Figure 2

Epitope mapping and nanobody functionality as intrabody. (A) Schematic representation of GST-fusion proteins used in pull-down experiments. (B) Epitope mapping. Glutathione-S-transferase pull-down assays with recombinant CAPNbs (left, input) and GST-CapG fragments (indicated on top) were evaluated with SDS-PAGE and coomassie staining. (C) Co-immunoprecipitation. EGFP-tagged CAPNbs or a GFP control (numbers indicated on top) were stably expressed in MDA-MB-231 cells and detected in cell extracts (top panel).

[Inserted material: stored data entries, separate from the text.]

//! User domain model.
//!
//! # Responsibility
//! - Own the user's albums and the photo store those albums reference.
//! - Enforce per-user album name uniqueness.
//!
//! # Invariants
//! - `username` is trimmed and non-blank; identity ignores case.
//! - No two albums share a name, case-insensitively.
//! - Every path an album references has a photo in `photos`. Albums are
//!   only handed out by shared reference, so all album edits go through
//!   `User` and keep the store in step.

use super::album::{Album, AlbumView};
use super::error::ModelResult;
use super::photo::Photo;
use super::photo_store::PhotoStore;
use super::tag::Tag;
use super::{fold_case, names_match, require_name};
use log::debug;
use serde::Serialize;
use std::collections::HashSet;
use std::hash::{Hash, Hasher};
use std::path::Path;

#[derive(Debug, Clone, Serialize)]
pub struct User {
    username: String,
    albums: Vec<Album>,
    photos: PhotoStore,
}

impl User {
    pub fn new(username: &str) -> ModelResult<Self> {
        Ok(Self {
            username: require_name(username, "username")?,
            albums: Vec::new(),
            photos: PhotoStore::new(),
        })
    }

    pub fn username(&self) -> &str {
        &self.username
    }

    pub fn albums(&self) -> &[Album] {
        &self.albums
    }

    /// Case-insensitive lookup by trimmed name.
    pub fn album(&self, name: &str) -> Option<&Album> {
        self.albums
            .iter()
            .find(|album| names_match(album.name(), name))
    }

    pub(crate) fn album_mut(&mut self, name: &str) -> Option<&mut Album> {
        self.albums
            .iter_mut()
            .find(|album| names_match(album.name(), name))
    }

    pub fn album_view(&self, name: &str) -> Option<AlbumView<'_>> {
        self.album(name)
            .map(|album| AlbumView::new(album, &self.photos))
    }

    /// Creates a new empty album.
    ///
    /// Returns `None` when `name` is blank or already used by another album.
    pub fn create_album(&mut self, name: &str) -> Option<&Album> {
        self.create_album_mut(name).map(|album| &*album)
    }

    pub(crate) fn create_album_mut(&mut self, name: &str) -> Option<&mut Album> {
        if self.album(name).is_some() {
            return None;
        }
        let album = Album::new(name).ok()?;
        self.albums.push(album);
        self.albums.last_mut()
    }

    /// Removes the album; photos no other album references are dropped too.
    pub fn delete_album(&mut self, name: &str) -> bool {
        let Some(index) = self.album_index(name) else {
            return false;
        };
        self.albums.remove(index);
        self.prune_unreferenced_photos();
        true
    }

    /// Renames `old_name` to `new_name` in place.
    ///
    /// Fails when `new_name` is blank, `old_name` is unknown, or `new_name`
    /// already belongs to a different album. Changing only the case of the
    /// album's own name is allowed.
    pub fn rename_album(&mut self, old_name: &str, new_name: &str) -> bool {
        if new_name.trim().is_empty() {
            return false;
        }
        let Some(index) = self.album_index(old_name) else {
            return false;
        };
        let conflict = self
            .albums
            .iter()
            .enumerate()
            .any(|(other, album)| other != index && names_match(album.name(), new_name));
        if conflict {
            return false;
        }
        self.albums[index].rename(new_name).is_ok()
    }

    pub fn photos(&self) -> &PhotoStore {
        &self.photos
    }

    pub(crate) fn photos_mut(&mut self) -> &mut PhotoStore {
        &mut self.photos
    }

    pub fn photo(&self, path: &Path) -> Option<&Photo> {
        self.photos.get(path)
    }

    /// Mutable access to the shared instance; edits show in every album.
    pub fn photo_mut(&mut self, path: &Path) -> Option<&mut Photo> {
        self.photos.get_mut(path)
    }

    /// Registers `photo` in the store and appends it to the named album.
    ///
    /// A photo whose path is already known keeps the existing instance, so
    /// its caption and tags carry over. Returns `None` when the album does
    /// not exist, `Some(false)` when the album already holds the photo.
    pub fn add_photo_to_album(&mut self, album_name: &str, photo: Photo) -> Option<bool> {
        let index = self.album_index(album_name)?;
        let canonical = self.photos.intern(photo);
        Some(self.albums[index].add_path(canonical.path()))
    }

    /// Removes the photo reference; the photo is dropped from the store once
    /// no album references it. The backing file is never touched.
    pub fn remove_photo_from_album(&mut self, album_name: &str, path: &Path) -> bool {
        let Some(album) = self.album_mut(album_name) else {
            return false;
        };
        if !album.remove_path(path) {
            return false;
        }
        self.prune_unreferenced_photos();
        true
    }

    /// Distinct photos carrying `tag`, in album order.
    pub fn photos_with_tag(&self, tag: &Tag) -> Vec<&Photo> {
        let mut seen = HashSet::new();
        self.albums
            .iter()
            .flat_map(|album| album.photo_paths().iter())
            .filter(|path| seen.insert(path.as_path()))
            .filter_map(|path| self.photos.get(path))
            .filter(|photo| photo.has_tag(tag))
            .collect()
    }

    fn album_index(&self, name: &str) -> Option<usize> {
        self.albums
            .iter()
            .position(|album| names_match(album.name(), name))
    }

    fn prune_unreferenced_photos(&mut self) {
        let referenced: HashSet<&Path> = self
            .albums
            .iter()
            .flat_map(|album| album.photo_paths().iter().map(|path| path.as_path()))
            .collect();
        let dropped = self.photos.retain_referenced(&referenced);
        if dropped > 0 {
            debug!("event=photo_prune module=model status=ok dropped={dropped}");
        }
    }
}

impl PartialEq for User {
    fn eq(&self, other: &Self) -> bool {
        fold_case(&self.username) == fold_case(&other.username)
    }
}

impl Eq for User {}

impl Hash for User {
    fn hash<H: Hasher>(&self, state: &mut H) {
        fold_case(&self.username).hash(state);
    }
}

They were retrieved from cell extracts with a polyclonal anti-EGFP antibody (bottom panel). All CAPNbs immunoprecipitated endogenous CapG (middle panel). CE, crude extract. (D) Upper panels: MDA-MB-231 cells were transfected with EGFP (control) and stained for endogenous CapG (red) and show the typical nucleocytoplasmic distribution of CapG. Middle panels: MDA-MB-231 cells were transfected with CAPNb2-EGFP coupled to the SV40 large T-antigen nuclear-localization sequence (NLS), promoting a stronger CapG enrichment in the nucleus. Lower panels: MDA-MB-231 cells were transfected with CAPNb4-EGFP coupled to the SV40 large T-antigen NLS, redirecting endogenous CapG (red) nearly completely to the nucleus. DAPI staining of the nucleus is shown in blue at right. Bar, 10 μm. Quantification of this experiment is shown in the histogram at right. The nuclear enrichment of CapG was evaluated by determining the ratio of cytoplasmic versus nuclear CapG. Statistics were performed on 50 cells per condition, with the EGFP (control) condition as reference (***P < 0.001).